At any rate, I got other quotes for same coverage, and they came in between $560 to $664 per six months. With Nationwide, I have all the discounts, safe driver, no accidents or tickets, good credit, long term customer, multiple car discount, but my six month premium on this
truck is $887 for six months.

Nationwide has us in a "no cancel" policy (which I didn't know), also in an accident forgiveness policy (which I didn't know) and admits that their "uninsurred moterist coverage" is a bit high compared to other insurance companies $360 per yr. Problem is: moving my vehicles to State Farm, my umbrella policy jumps significantly, not warranting the move.

So currently, I am considering dropping the "uninsured motorist" insurance, which has a $100,000 limit on it and only covers medical claims in case of law suit against other driver if they are at fault. If you figure such a scenario and you are permanently disabled, $100,000 is a drop in the bucket, especially when you deduct your lawyers take. So it's not making a lot of mathematical sense to me to carry it.
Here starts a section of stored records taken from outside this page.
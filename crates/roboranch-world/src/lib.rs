//! Farm grid, crops, pathfinding, and weather for the RoboRanch robot engine.
//!
//! This crate models the physical farm: a rectangular grid of tiles, the
//! crops growing on tilled soil, the routes robots take between tiles, and
//! the daily rain roll that waters everything at once.
//!
//! # Modules
//!
//! - [`error`] -- Error types for grid construction and restoration.
//! - [`species`] -- Crop species parameters and the catalog of plantable
//!   species.
//! - [`grid`] -- [`FarmGrid`], the bounds-checked tile store.
//! - [`farming`] -- Till, plant, water, and harvest primitives plus the
//!   periodic growth pass.
//! - [`pathfinding`] -- Bounded breadth-first search over walkable tiles.
//! - [`search`] -- Nearest-crop and nearest-tile queries used by behaviors
//!   and scripts.
//! - [`weather`] -- Seeded per-day rain rolls with seasonal chances.
//! - [`starting_farm`] -- Default farm layout for a new game.

pub mod error;
pub mod farming;
pub mod grid;
pub mod pathfinding;
pub mod search;
pub mod species;
pub mod starting_farm;
pub mod weather;

// Re-export primary types at crate root.
pub use error::WorldError;
pub use farming::{GrowthReport, GrowthSettings, growth_pass};
pub use grid::FarmGrid;
pub use pathfinding::{DEFAULT_MAX_EXPANSIONS, find_path, find_path_adjacent};
pub use search::{
    CropFilter, DEFAULT_SEARCH_RADIUS, MAX_SEARCH_RADIUS, TileFilter, find_crop, find_tile,
    first_ready_crop, nearby,
};
pub use species::{CropSpecies, SpeciesCatalog};
pub use starting_farm::{FarmLandmarks, FarmLayout, create_starting_farm};
pub use weather::{RainChances, RainSystem};
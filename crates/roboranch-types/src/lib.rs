//! Shared type definitions for the RoboRanch robot engine.
//!
//! This crate is the single source of truth for the values that cross crate
//! boundaries: grid coordinates, tiles and crops, robot identifiers, operator
//! commands, economic events, and persistence snapshots. UI-facing types flow
//! downstream to `TypeScript` via `ts-rs`.
//!
//! # Modules
//!
//! - [`ids`] -- Type-safe UUID wrapper for robot identifiers
//! - [`enums`] -- Terrain, robot state, action, behavior, and season enums
//! - [`structs`] -- Positions, tiles, crops, events, and the robot status view
//! - [`memory`] -- Plain-data values stored in robot memory
//! - [`commands`] -- Operator commands addressed to robots and the fleet
//! - [`snapshot`] -- Resumable persistence snapshot

pub mod commands;
pub mod enums;
pub mod ids;
pub mod memory;
pub mod snapshot;
pub mod structs;

// Re-export all public types at crate root for convenience.
pub use commands::{FleetCommand, RobotCommand};
pub use enums::{ActionKind, BuiltinBehavior, RobotState, Season, TileKind};
pub use ids::RobotId;
pub use memory::MemoryValue;
pub use snapshot::{
    ClockSnapshot, InventorySnapshot, RobotSnapshot, SNAPSHOT_VERSION, SimulationSnapshot,
    WorldSnapshot,
};
pub use structs::{Crop, Delivery, HarvestEvent, Position, RobotStatus, Tile, WorkArea};
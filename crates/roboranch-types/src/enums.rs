//! Enumeration types for the RoboRanch robot engine.

use serde::{Deserialize, Serialize};
use ts_rs::TS;

// ---------------------------------------------------------------------------
// Terrain
// ---------------------------------------------------------------------------

/// The terrain kind of a single grid tile.
#[derive(Debug, Clone, Copy, PartialEq, Eq, PartialOrd, Ord, Hash, Serialize, Deserialize, TS)]
#[serde(rename_all = "snake_case")]
#[ts(export, export_to = "bindings/")]
pub enum TileKind {
    /// Open grass. Walkable and tillable.
    Grass,
    /// Wildflowers. Walkable and tillable.
    Flower,
    /// Tilled soil. Walkable, the only kind that can hold a crop.
    Tilled,
    /// Open water. Blocks movement.
    Water,
    /// A tree. Blocks movement.
    Tree,
    /// A boulder. Blocks movement.
    Rock,
}

impl TileKind {
    /// Whether robots may stand on or pass through this kind of tile.
    pub const fn is_walkable(self) -> bool {
        !matches!(self, Self::Water | Self::Tree | Self::Rock)
    }

    /// Whether a till action can turn this tile into soil.
    pub const fn is_tillable(self) -> bool {
        matches!(self, Self::Grass | Self::Flower)
    }

    /// Lowercase name used by scripts and configuration.
    pub const fn name(self) -> &'static str {
        match self {
            Self::Grass => "grass",
            Self::Flower => "flower",
            Self::Tilled => "tilled",
            Self::Water => "water",
            Self::Tree => "tree",
            Self::Rock => "rock",
        }
    }

    /// Parse a lowercase tile name. Returns `None` for unknown names.
    pub fn from_name(name: &str) -> Option<Self> {
        match name {
            "grass" => Some(Self::Grass),
            "flower" => Some(Self::Flower),
            "tilled" => Some(Self::Tilled),
            "water" => Some(Self::Water),
            "tree" => Some(Self::Tree),
            "rock" => Some(Self::Rock),
            _ => None,
        }
    }
}

// ---------------------------------------------------------------------------
// Robot state
// ---------------------------------------------------------------------------

/// Display state of a robot, derived each tick from what it is doing.
#[derive(Debug, Clone, Copy, PartialEq, Eq, PartialOrd, Ord, Hash, Serialize, Deserialize, TS)]
#[serde(rename_all = "snake_case")]
#[ts(export, export_to = "bindings/")]
pub enum RobotState {
    /// Nothing queued; eligible for dispatch.
    Idle,
    /// Following a path.
    Moving,
    /// An action timer is counting down.
    Working,
    /// Idle with a critically low battery.
    Charging,
}

/// The farm actions a robot can perform on an adjacent tile.
#[derive(Debug, Clone, Copy, PartialEq, Eq, PartialOrd, Ord, Hash, Serialize, Deserialize, TS)]
#[serde(rename_all = "snake_case")]
#[ts(export, export_to = "bindings/")]
pub enum ActionKind {
    /// Turn grass or flowers into tilled soil.
    Till,
    /// Put a seed into empty tilled soil.
    Plant,
    /// Water an unwatered crop.
    Water,
    /// Collect a ready crop.
    Harvest,
}

impl ActionKind {
    /// Lowercase name used in logs and scripts.
    pub const fn name(self) -> &'static str {
        match self {
            Self::Till => "till",
            Self::Plant => "plant",
            Self::Water => "water",
            Self::Harvest => "harvest",
        }
    }
}

/// A built-in automation routine that robots run when they have no script.
#[derive(Debug, Clone, Copy, PartialEq, Eq, PartialOrd, Ord, Hash, Serialize, Deserialize, TS)]
#[serde(rename_all = "snake_case")]
#[ts(export, export_to = "bindings/")]
pub enum BuiltinBehavior {
    /// Do nothing.
    Idle,
    /// Harvest, water, plant, and till in priority order.
    AutoFarm,
    /// Harvest, water, and plant (never tills).
    FullCycle,
    /// Harvest only.
    Harvester,
    /// Water only.
    WaterArea,
    /// Water and plant.
    Planter,
    /// Like full cycle, but bound to the tile where it first ran.
    AreaFarm,
}

impl BuiltinBehavior {
    /// Every built-in, in menu order.
    pub const ALL: [Self; 7] = [
        Self::Idle,
        Self::AutoFarm,
        Self::FullCycle,
        Self::Harvester,
        Self::WaterArea,
        Self::Planter,
        Self::AreaFarm,
    ];

    /// Snake-case name used in configuration and operator commands.
    pub const fn name(self) -> &'static str {
        match self {
            Self::Idle => "idle",
            Self::AutoFarm => "auto_farm",
            Self::FullCycle => "full_cycle",
            Self::Harvester => "harvester",
            Self::WaterArea => "water_area",
            Self::Planter => "planter",
            Self::AreaFarm => "area_farm",
        }
    }

    /// Parse a behavior name. Returns `None` for unknown names.
    pub fn from_name(name: &str) -> Option<Self> {
        Self::ALL.into_iter().find(|b| b.name() == name)
    }
}

// ---------------------------------------------------------------------------
// Seasons
// ---------------------------------------------------------------------------

/// A season in the farm's annual cycle.
#[derive(Debug, Clone, Copy, PartialEq, Eq, PartialOrd, Ord, Hash, Serialize, Deserialize, TS)]
#[serde(rename_all = "lowercase")]
#[ts(export, export_to = "bindings/")]
pub enum Season {
    /// Highest rain chance.
    Spring,
    /// Driest growing season.
    Summer,
    /// Wet and mild.
    Autumn,
    /// Crops stop growing when winter dormancy is enabled.
    Winter,
}
//! Error types for the `roboranch-world` crate.
//!
//! Grid construction and restoration are the only fallible world
//! operations. Runtime queries return `Option` or `bool` instead, because
//! a failed precondition during play is an ordinary outcome and not an
//! error.

use roboranch_types::Position;

/// Errors that can occur during grid construction or restoration.
#[derive(Debug, thiserror::Error)]
pub enum WorldError {
    /// The requested grid dimensions are zero or too large to index.
    #[error("invalid grid dimensions {width}x{height}")]
    InvalidDimensions {
        /// Requested width.
        width: u32,
        /// Requested height.
        height: u32,
    },

    /// A snapshot's tile list does not match its declared dimensions.
    #[error("tile count mismatch: expected {expected}, found {actual}")]
    TileCountMismatch {
        /// `width * height`.
        expected: usize,
        /// Tiles actually present.
        actual: usize,
    },

    /// A position lies outside the grid.
    #[error("position {0} is out of bounds")]
    OutOfBounds(Position),

    /// A crop sits on a tile that cannot hold one.
    #[error("crop on non-tilled tile at {0}")]
    CropOnUntilledTile(Position),

    /// Arithmetic overflow during a checked operation.
    #[error("arithmetic overflow in world calculation")]
    ArithmeticOverflow,
}
//! Breadth-first pathfinding over the 4-connected farm grid.
//!
//! Every step costs the same, so BFS already yields a shortest path. The
//! neighbour order is fixed (down, right, up, left) and the first
//! discovery of a tile wins, which makes paths deterministic for a given
//! grid.
//!
//! The search is bounded by an expansion budget. When the budget runs out
//! the search gives up and reports no path; callers treat that the same as
//! an unreachable goal and retry on a later dispatch.

use std::collections::{BTreeMap, VecDeque};

use roboranch_types::Position;

use crate::grid::FarmGrid;

/// Default number of tile expansions before a search gives up.
pub const DEFAULT_MAX_EXPANSIONS: usize = 2000;

/// Neighbour offsets in expansion order: down, right, up, left.
const NEIGHBOURS: [(i32, i32); 4] = [(0, 1), (1, 0), (0, -1), (-1, 0)];

/// Find a path from `start` to `goal`.
///
/// Intermediate tiles must be walkable; the goal itself is always
/// enterable so robots can path onto the tile they mean to work on. The
/// returned path excludes `start` and ends at `goal`. Starting on the goal
/// yields an empty path.
///
/// Returns `None` if either endpoint is out of bounds, the goal is
/// unreachable, or `max_expansions` tiles were expanded without reaching it.
pub fn find_path(
    grid: &FarmGrid,
    start: Position,
    goal: Position,
    max_expansions: usize,
) -> Option<Vec<Position>> {
    if !grid.in_bounds(start) || !grid.in_bounds(goal) {
        return None;
    }
    if start == goal {
        return Some(Vec::new());
    }

    let mut parent: BTreeMap<Position, Position> = BTreeMap::new();
    let mut queue: VecDeque<Position> = VecDeque::new();
    parent.insert(start, start);
    queue.push_back(start);

    let mut expansions: usize = 0;
    while let Some(current) = queue.pop_front() {
        if expansions >= max_expansions {
            return None;
        }
        expansions = expansions.saturating_add(1);

        if current == goal {
            return Some(reconstruct(&parent, start, goal));
        }

        for (dx, dy) in NEIGHBOURS {
            let Some(next) = current.offset(dx, dy) else {
                continue;
            };
            if parent.contains_key(&next) {
                continue;
            }
            if next == goal || grid.is_walkable(next) {
                parent.insert(next, current);
                queue.push_back(next);
            }
        }
    }
    None
}

/// Find a path that stops as soon as the robot is within one tile
/// (including diagonals) of `target`.
///
/// Returns an empty path when already adjacent, and `None` when `target`
/// cannot be reached.
pub fn find_path_adjacent(
    grid: &FarmGrid,
    start: Position,
    target: Position,
    max_expansions: usize,
) -> Option<Vec<Position>> {
    if start.is_adjacent(target) {
        return Some(Vec::new());
    }
    let mut path = find_path(grid, start, target, max_expansions)?;
    if let Some(stop) = path.iter().position(|p| p.is_adjacent(target)) {
        path.truncate(stop.saturating_add(1));
    }
    Some(path)
}

/// Walk the parent map back from `goal` and return the forward path
/// without `start`.
fn reconstruct(parent: &BTreeMap<Position, Position>, start: Position, goal: Position) -> Vec<Position> {
    let mut path = Vec::new();
    let mut cursor = goal;
    while cursor != start {
        path.push(cursor);
        match parent.get(&cursor) {
            Some(&prev) => cursor = prev,
            None => break,
        }
    }
    path.reverse();
    path
}

#[cfg(test)]
#[allow(clippy::unwrap_used)]
mod tests {
    use roboranch_types::TileKind;

    use super::*;

    fn open(width: u32, height: u32) -> FarmGrid {
        FarmGrid::new(width, height, TileKind::Grass).unwrap()
    }

    fn is_connected(start: Position, path: &[Position]) -> bool {
        let mut prev = start;
        for &step in path {
            if prev.manhattan(step) != 1 {
                return false;
            }
            prev = step;
        }
        true
    }

    #[test]
    fn same_tile_is_empty_path() {
        let grid = open(5, 5);
        let p = Position::new(2, 2);
        assert_eq!(find_path(&grid, p, p, DEFAULT_MAX_EXPANSIONS), Some(Vec::new()));
    }

    #[test]
    fn straight_line_is_shortest() {
        let grid = open(10, 10);
        let start = Position::new(1, 1);
        let goal = Position::new(5, 1);
        let path = find_path(&grid, start, goal, DEFAULT_MAX_EXPANSIONS).unwrap();
        assert_eq!(path.len(), 4);
        assert_eq!(path.last(), Some(&goal));
        assert!(!path.contains(&start));
        assert!(is_connected(start, &path));
    }

    #[test]
    fn routes_around_walls() {
        let mut grid = open(7, 7);
        for y in 0..6 {
            grid.set_kind(Position::new(3, y), TileKind::Tree).unwrap();
        }
        let start = Position::new(1, 1);
        let goal = Position::new(5, 1);
        let path = find_path(&grid, start, goal, DEFAULT_MAX_EXPANSIONS).unwrap();
        assert!(path.contains(&Position::new(3, 6)));
        assert!(path.iter().all(|p| grid.is_walkable(*p)));
        assert!(is_connected(start, &path));
        // 5 down, 4 across, 5 up
        assert_eq!(path.len(), 14);
    }

    #[test]
    fn barrier_means_no_path() {
        let mut grid = open(7, 5);
        for y in 0..5 {
            grid.set_kind(Position::new(3, y), TileKind::Water).unwrap();
        }
        let path = find_path(&grid, Position::new(0, 0), Position::new(6, 4), DEFAULT_MAX_EXPANSIONS);
        assert!(path.is_none());
    }

    #[test]
    fn goal_may_be_blocked() {
        let mut grid = open(5, 5);
        let rock = Position::new(3, 2);
        grid.set_kind(rock, TileKind::Rock).unwrap();
        let path = find_path(&grid, Position::new(0, 2), rock, DEFAULT_MAX_EXPANSIONS).unwrap();
        assert_eq!(path.last(), Some(&rock));
    }

    #[test]
    fn out_of_bounds_goal_has_no_path() {
        let grid = open(5, 5);
        assert!(find_path(&grid, Position::new(0, 0), Position::new(9, 0), DEFAULT_MAX_EXPANSIONS).is_none());
    }

    #[test]
    fn budget_exhaustion_gives_up() {
        let grid = open(60, 60);
        let path = find_path(&grid, Position::new(0, 0), Position::new(59, 59), 50);
        assert!(path.is_none());
    }

    #[test]
    fn tie_break_is_deterministic() {
        let grid = open(5, 5);
        let a = find_path(&grid, Position::new(0, 0), Position::new(2, 2), DEFAULT_MAX_EXPANSIONS);
        let b = find_path(&grid, Position::new(0, 0), Position::new(2, 2), DEFAULT_MAX_EXPANSIONS);
        assert_eq!(a, b);
        // Down is expanded first, so the first step goes south.
        assert_eq!(a.unwrap().first(), Some(&Position::new(0, 1)));
    }

    #[test]
    fn adjacent_path_stops_next_to_target() {
        let grid = open(10, 3);
        let start = Position::new(0, 1);
        let target = Position::new(6, 1);
        let path = find_path_adjacent(&grid, start, target, DEFAULT_MAX_EXPANSIONS).unwrap();
        assert_eq!(path.last(), Some(&Position::new(5, 1)));
        assert!(!path.contains(&target));

        let next_to = Position::new(5, 2);
        assert_eq!(
            find_path_adjacent(&grid, next_to, target, DEFAULT_MAX_EXPANSIONS),
            Some(Vec::new())
        );
    }
}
Would like to hear your experience and thoughts on the matter. I need to decide soon.
If you've ever been in the military and were discharged with an honorable or general discharge then you're eligible for USAA vehicle insurance.

If you have any veterans in the immediate family who qualify for USAA membership, then if they join it makes you eligible for membership as well.

Even if you're not eligible for USAA membership, if you use their other financial services (banking, credit card, CDs, investments, mortgages) then they may be able to get you a discount with Progressive.

If you're a Berkshire share owner (currently about $80/share) then you can get an 8% discount from GEICO.

I'm going to presume that you're no longer insuring a '92 for collision or comprehensive. Have you looked at raising your other deductibles to the max?

Have you looked at the change in your umbrella premium if you raise your auto liability limit from $500K to $1M? Does the umbrella premium go down more than the auto liability premium goes up?

We've had higher prices on coverage for older cars because they had higher accident rates. How emotionally attached are you to this old vehicle? Is it worth getting a different pickup for a lower premium?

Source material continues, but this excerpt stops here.